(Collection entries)
=-=-=

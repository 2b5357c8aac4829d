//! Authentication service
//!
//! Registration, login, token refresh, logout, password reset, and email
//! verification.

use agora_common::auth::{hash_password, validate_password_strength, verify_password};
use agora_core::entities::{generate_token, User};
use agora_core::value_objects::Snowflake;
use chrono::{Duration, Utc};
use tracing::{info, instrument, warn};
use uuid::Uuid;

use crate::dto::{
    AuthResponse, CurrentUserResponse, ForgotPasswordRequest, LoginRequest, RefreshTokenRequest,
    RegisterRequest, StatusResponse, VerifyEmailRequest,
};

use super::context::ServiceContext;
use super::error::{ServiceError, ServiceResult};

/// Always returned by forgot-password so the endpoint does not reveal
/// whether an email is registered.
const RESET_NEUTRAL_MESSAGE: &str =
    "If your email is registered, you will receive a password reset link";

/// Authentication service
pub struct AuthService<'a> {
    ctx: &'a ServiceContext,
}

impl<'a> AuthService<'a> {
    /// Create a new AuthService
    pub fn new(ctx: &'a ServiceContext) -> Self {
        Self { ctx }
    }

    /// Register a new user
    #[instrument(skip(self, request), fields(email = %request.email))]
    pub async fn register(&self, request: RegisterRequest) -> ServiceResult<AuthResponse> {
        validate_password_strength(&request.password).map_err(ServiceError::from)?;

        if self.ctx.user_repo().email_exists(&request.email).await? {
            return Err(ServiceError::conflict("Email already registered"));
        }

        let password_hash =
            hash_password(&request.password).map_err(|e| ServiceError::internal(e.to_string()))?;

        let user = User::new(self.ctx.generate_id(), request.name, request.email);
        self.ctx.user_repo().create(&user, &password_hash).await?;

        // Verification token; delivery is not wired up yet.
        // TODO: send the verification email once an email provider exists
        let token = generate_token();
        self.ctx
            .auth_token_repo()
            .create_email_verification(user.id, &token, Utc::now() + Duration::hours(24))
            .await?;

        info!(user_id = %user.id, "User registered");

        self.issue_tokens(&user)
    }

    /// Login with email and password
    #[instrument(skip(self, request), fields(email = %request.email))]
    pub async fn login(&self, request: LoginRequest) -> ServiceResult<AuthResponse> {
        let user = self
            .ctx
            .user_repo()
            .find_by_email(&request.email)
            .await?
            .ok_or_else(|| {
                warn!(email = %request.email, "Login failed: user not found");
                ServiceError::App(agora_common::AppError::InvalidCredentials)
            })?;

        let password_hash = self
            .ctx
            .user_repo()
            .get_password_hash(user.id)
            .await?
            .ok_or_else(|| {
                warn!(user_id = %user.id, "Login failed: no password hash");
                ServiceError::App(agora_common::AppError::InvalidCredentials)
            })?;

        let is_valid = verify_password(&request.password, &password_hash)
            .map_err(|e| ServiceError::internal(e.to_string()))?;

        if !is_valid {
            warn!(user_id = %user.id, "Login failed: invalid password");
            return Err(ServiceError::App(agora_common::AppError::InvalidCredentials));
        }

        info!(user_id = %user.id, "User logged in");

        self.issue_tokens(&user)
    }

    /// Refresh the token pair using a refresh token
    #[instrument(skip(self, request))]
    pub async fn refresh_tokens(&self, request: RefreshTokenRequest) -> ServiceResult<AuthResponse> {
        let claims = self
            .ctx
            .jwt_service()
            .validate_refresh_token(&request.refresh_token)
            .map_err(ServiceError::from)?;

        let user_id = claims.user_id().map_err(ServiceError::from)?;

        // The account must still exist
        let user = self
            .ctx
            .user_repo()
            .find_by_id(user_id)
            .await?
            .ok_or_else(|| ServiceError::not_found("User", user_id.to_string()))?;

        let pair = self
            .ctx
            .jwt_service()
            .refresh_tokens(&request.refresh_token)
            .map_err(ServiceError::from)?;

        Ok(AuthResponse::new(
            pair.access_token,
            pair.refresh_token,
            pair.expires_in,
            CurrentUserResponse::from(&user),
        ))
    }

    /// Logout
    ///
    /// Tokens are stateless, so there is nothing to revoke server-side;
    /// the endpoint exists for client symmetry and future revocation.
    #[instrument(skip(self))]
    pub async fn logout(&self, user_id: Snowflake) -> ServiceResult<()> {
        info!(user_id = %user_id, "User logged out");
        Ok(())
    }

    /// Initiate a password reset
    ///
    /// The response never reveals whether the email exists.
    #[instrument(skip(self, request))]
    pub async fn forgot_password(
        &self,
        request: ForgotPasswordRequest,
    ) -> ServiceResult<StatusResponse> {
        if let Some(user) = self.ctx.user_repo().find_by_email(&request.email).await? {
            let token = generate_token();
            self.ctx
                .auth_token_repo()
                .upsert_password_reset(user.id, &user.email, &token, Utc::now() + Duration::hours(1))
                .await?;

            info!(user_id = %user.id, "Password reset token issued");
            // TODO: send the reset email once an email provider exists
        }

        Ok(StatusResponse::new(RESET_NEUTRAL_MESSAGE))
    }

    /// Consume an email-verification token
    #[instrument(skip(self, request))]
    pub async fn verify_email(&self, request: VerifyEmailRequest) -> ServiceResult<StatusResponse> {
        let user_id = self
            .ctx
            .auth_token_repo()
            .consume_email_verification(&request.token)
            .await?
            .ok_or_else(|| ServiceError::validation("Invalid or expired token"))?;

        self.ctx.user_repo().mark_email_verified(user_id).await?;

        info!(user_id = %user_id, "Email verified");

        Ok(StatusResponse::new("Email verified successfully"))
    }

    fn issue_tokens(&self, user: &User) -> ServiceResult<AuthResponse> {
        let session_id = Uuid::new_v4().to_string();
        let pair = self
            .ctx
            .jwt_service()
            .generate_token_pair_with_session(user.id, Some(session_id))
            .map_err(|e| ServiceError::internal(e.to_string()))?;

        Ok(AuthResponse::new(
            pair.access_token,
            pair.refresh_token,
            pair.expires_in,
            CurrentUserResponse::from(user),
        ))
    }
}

=-=-=

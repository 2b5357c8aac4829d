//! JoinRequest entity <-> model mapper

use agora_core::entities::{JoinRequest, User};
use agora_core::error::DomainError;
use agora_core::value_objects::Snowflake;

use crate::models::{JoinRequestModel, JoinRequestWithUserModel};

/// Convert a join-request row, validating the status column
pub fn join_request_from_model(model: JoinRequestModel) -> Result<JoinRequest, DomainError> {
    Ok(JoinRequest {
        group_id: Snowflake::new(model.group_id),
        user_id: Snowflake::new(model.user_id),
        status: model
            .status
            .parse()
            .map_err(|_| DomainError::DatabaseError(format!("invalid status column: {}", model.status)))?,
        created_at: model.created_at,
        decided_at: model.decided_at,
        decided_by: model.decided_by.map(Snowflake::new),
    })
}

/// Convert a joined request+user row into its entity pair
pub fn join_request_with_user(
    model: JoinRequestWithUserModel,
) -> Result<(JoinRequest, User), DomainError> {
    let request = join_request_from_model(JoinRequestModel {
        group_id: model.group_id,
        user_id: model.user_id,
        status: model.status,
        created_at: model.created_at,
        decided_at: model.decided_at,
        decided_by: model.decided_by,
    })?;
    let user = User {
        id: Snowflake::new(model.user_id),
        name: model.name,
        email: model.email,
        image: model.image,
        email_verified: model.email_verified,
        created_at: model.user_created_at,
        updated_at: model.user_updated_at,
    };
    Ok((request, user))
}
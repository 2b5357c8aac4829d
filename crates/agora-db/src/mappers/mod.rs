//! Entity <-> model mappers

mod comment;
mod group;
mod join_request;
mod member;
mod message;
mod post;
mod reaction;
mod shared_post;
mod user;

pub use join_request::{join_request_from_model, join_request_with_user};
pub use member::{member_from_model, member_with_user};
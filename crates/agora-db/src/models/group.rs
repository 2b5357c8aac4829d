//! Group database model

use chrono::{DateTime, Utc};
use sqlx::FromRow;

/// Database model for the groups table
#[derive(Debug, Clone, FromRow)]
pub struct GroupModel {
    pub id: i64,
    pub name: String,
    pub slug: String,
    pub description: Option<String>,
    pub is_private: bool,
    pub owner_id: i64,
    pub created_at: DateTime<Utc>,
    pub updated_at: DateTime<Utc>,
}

=-=-=

Considering only the data above, return the lines in which "ServiceContext" occurs.

use super::context::ServiceContext;
    ctx: &'a ServiceContext,
    pub fn new(ctx: &'a ServiceContext) -> Self {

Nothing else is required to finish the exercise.